Dataset entries:

=== Begin Enclosure ===

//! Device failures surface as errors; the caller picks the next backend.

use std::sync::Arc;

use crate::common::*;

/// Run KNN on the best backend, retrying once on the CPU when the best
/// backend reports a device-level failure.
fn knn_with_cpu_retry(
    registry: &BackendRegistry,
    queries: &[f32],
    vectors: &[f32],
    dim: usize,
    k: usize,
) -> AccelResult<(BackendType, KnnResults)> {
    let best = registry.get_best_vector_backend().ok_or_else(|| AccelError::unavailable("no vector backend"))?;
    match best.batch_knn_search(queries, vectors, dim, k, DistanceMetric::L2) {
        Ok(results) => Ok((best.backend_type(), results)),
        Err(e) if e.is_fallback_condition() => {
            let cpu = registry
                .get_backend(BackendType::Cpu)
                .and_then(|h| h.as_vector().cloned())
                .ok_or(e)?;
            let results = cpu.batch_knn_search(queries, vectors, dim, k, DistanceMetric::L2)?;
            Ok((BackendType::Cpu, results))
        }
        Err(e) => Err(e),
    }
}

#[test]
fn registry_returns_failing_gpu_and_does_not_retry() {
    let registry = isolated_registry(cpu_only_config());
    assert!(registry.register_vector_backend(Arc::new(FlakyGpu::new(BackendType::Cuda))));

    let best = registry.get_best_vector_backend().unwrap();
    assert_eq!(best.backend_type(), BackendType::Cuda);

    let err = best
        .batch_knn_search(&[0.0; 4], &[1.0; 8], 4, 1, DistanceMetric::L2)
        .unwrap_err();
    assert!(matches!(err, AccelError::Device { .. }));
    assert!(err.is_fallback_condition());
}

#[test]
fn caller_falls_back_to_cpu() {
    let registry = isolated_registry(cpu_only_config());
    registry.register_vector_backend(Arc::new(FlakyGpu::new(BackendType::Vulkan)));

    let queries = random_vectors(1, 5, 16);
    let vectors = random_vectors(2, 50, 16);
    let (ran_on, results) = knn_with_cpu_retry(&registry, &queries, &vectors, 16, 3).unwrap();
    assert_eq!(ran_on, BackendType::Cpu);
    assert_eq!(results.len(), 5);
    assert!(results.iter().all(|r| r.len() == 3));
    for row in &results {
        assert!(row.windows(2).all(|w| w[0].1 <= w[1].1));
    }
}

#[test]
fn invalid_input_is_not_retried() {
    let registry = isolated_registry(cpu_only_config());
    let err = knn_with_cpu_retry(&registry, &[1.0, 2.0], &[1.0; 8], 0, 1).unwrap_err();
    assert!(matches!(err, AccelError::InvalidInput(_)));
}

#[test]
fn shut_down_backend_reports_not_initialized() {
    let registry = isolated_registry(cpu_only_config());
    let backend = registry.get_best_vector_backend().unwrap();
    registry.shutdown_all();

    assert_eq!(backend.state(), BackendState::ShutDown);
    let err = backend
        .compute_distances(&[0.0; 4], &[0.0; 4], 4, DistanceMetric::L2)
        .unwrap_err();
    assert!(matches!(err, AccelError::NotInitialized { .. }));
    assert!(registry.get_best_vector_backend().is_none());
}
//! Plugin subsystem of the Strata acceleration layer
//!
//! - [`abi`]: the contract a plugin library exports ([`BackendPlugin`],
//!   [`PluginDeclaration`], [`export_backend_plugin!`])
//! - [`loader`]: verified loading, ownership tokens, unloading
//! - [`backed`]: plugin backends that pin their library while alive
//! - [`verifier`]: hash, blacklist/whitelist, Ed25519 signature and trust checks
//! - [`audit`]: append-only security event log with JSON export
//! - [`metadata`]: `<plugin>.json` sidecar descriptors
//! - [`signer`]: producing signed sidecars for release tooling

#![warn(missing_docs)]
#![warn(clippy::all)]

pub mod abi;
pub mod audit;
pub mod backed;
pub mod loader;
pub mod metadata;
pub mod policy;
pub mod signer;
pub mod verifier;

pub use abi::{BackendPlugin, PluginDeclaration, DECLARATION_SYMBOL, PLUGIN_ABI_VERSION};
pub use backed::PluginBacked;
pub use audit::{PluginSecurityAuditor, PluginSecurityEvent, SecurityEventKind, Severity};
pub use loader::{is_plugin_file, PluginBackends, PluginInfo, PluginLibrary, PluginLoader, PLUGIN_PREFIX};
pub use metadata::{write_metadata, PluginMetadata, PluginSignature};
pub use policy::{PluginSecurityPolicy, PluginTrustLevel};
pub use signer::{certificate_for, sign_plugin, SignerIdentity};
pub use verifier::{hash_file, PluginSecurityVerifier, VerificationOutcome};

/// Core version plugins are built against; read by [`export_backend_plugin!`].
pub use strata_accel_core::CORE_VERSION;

=== End Enclosure ===

**Task brief**
Scan the entries for lines holding the string "signer", then copy every one of them.

**Answer section**
//! - [`signer`]: producing signed sidecars for release tooling
pub mod signer;
pub use signer::{certificate_for, sign_plugin, SignerIdentity};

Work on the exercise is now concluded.